**Exercise requirements:**
In the listing below, identify each line with the word "that" and return those lines.

────────

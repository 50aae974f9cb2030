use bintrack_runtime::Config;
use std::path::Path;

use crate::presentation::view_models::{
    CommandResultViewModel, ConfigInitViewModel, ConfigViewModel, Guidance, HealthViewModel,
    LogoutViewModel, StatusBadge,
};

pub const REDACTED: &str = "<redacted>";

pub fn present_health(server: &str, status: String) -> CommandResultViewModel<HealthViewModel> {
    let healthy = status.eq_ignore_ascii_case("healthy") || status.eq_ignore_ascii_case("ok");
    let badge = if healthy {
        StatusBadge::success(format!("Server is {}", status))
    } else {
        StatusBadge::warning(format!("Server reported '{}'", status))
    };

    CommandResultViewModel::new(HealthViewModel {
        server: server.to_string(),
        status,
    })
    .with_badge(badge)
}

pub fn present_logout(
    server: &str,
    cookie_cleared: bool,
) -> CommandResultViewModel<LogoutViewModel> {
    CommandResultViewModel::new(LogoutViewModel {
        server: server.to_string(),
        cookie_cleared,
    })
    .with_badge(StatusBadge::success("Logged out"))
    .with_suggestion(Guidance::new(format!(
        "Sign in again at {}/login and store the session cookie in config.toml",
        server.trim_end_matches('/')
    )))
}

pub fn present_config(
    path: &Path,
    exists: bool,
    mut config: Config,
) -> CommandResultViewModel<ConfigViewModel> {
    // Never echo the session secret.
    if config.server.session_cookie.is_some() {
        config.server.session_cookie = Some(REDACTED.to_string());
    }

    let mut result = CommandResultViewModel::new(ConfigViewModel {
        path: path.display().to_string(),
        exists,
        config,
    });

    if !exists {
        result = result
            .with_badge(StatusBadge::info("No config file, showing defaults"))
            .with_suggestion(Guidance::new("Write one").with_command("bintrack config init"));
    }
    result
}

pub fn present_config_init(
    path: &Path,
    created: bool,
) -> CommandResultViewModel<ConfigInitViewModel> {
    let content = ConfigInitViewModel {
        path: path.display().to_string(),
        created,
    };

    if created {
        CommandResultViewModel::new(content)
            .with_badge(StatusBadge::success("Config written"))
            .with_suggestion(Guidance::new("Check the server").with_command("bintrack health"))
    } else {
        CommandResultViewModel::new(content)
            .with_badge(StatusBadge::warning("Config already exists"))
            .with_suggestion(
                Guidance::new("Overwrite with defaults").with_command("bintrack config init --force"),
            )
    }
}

────────

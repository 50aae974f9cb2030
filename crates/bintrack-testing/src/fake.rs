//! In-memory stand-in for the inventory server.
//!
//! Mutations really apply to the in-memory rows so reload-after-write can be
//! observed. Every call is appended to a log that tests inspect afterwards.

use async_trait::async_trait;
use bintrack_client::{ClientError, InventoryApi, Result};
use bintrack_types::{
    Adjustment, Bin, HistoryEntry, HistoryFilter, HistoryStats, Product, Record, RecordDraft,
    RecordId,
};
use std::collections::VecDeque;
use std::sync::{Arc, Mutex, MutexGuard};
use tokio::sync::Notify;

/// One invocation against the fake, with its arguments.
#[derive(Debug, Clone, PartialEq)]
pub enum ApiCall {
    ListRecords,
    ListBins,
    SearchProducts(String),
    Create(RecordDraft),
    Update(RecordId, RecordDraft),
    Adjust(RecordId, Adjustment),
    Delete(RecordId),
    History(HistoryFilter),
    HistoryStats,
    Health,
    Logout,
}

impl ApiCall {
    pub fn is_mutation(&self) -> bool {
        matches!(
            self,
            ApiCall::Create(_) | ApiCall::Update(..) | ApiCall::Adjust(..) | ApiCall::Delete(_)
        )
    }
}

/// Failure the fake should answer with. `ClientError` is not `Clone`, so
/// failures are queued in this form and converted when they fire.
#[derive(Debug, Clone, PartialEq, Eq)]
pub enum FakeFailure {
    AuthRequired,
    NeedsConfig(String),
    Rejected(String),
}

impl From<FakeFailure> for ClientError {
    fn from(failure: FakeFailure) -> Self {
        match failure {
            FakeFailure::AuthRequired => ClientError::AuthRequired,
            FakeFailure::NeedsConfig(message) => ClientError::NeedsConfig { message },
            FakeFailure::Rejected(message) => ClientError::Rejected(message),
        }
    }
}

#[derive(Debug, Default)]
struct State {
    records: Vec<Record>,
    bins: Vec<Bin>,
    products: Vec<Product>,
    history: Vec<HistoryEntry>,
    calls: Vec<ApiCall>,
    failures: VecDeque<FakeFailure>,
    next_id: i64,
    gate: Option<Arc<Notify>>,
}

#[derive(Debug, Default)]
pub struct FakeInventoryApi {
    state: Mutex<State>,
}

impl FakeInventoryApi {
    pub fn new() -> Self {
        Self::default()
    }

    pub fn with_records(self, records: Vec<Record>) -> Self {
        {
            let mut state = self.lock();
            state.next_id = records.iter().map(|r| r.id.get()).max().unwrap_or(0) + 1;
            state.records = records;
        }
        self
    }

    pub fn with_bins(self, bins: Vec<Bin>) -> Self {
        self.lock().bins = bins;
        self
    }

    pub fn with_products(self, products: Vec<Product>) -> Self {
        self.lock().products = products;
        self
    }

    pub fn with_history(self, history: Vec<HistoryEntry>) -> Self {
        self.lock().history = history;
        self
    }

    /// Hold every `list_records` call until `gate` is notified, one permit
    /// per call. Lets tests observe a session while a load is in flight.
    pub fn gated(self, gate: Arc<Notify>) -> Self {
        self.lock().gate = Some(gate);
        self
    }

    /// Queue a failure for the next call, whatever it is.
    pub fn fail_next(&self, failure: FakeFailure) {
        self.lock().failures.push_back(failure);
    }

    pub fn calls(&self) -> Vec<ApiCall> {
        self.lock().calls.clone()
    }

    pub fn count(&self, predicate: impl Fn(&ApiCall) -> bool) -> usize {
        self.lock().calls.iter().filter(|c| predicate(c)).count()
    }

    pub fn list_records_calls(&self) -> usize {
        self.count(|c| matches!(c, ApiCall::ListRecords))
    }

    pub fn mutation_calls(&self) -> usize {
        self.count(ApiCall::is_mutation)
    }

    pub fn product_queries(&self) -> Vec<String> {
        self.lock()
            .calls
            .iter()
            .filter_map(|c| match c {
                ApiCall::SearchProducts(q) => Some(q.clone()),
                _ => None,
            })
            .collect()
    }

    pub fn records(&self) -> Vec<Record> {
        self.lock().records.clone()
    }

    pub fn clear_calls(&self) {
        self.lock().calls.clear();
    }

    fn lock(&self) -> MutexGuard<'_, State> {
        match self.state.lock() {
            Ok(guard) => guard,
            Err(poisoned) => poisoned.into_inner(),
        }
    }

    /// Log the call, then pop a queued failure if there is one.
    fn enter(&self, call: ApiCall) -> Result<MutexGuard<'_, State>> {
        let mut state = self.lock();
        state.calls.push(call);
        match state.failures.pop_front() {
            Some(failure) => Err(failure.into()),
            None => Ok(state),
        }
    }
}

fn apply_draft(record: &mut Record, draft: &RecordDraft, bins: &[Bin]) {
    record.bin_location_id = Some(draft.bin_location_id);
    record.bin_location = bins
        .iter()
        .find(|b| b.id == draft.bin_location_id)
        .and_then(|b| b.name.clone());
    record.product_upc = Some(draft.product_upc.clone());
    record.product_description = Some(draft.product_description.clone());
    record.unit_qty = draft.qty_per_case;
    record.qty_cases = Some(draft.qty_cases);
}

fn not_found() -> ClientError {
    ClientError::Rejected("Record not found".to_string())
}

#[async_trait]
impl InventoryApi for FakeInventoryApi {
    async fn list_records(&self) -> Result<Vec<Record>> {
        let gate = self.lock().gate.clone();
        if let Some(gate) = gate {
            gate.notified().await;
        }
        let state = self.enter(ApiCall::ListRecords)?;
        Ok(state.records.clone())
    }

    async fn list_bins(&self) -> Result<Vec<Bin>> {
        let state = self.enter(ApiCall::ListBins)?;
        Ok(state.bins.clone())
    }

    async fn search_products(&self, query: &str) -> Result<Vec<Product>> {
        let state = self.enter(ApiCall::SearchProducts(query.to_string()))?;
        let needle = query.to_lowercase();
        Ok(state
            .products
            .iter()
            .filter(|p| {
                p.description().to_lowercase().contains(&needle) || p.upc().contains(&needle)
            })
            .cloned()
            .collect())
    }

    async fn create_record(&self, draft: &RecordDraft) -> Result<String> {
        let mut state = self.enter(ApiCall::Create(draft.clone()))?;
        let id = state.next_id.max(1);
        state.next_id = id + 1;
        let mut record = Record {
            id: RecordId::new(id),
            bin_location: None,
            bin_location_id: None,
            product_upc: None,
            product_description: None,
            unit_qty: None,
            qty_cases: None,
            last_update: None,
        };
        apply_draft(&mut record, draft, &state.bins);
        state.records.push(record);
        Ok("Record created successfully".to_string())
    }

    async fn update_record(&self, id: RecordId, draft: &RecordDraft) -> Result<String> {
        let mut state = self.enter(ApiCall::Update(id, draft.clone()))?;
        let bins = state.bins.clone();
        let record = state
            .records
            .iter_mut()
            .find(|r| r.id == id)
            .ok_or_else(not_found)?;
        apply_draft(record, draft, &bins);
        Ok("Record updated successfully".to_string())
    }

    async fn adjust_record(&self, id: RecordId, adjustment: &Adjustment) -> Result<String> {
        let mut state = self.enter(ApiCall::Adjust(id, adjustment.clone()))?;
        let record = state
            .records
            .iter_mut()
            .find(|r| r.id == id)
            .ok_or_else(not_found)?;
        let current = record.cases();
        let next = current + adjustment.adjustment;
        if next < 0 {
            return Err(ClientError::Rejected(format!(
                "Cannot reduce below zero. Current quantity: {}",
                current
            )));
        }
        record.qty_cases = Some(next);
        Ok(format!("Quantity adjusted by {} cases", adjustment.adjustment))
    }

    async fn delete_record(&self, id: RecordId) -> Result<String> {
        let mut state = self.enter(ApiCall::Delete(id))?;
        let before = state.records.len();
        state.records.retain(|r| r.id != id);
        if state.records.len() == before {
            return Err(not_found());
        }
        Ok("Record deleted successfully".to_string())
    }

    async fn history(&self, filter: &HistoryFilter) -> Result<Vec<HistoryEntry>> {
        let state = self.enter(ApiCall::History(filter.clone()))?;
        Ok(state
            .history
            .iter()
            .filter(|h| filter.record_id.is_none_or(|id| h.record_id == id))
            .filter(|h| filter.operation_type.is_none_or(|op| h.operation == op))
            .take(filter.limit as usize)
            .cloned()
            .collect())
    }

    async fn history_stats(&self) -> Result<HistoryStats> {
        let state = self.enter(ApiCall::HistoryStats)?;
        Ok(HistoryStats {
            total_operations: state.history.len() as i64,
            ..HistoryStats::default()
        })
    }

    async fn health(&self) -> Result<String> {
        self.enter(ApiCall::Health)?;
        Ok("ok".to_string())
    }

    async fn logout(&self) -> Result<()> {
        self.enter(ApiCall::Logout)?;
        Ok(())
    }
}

────────

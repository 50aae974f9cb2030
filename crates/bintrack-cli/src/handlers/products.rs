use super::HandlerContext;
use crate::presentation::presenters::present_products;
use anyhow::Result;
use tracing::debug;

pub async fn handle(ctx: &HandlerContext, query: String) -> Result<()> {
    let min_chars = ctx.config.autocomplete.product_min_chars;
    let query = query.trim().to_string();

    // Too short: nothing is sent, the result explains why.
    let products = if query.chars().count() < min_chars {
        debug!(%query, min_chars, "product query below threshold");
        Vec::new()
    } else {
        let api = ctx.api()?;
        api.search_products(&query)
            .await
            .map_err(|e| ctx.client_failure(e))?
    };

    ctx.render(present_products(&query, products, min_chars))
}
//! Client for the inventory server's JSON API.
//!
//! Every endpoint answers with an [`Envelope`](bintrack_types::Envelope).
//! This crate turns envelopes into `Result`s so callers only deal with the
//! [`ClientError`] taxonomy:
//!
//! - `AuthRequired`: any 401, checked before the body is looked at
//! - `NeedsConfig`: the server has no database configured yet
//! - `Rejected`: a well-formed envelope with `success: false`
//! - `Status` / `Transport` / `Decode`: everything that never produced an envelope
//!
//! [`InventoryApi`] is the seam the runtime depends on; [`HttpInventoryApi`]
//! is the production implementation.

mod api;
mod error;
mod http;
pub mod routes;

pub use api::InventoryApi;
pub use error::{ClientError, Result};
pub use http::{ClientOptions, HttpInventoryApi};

────────

**Task solution:**
//! observed. Every call is appended to a log that tests inspect afterwards.
//! - `Status` / `Transport` / `Decode`: everything that never produced an envelope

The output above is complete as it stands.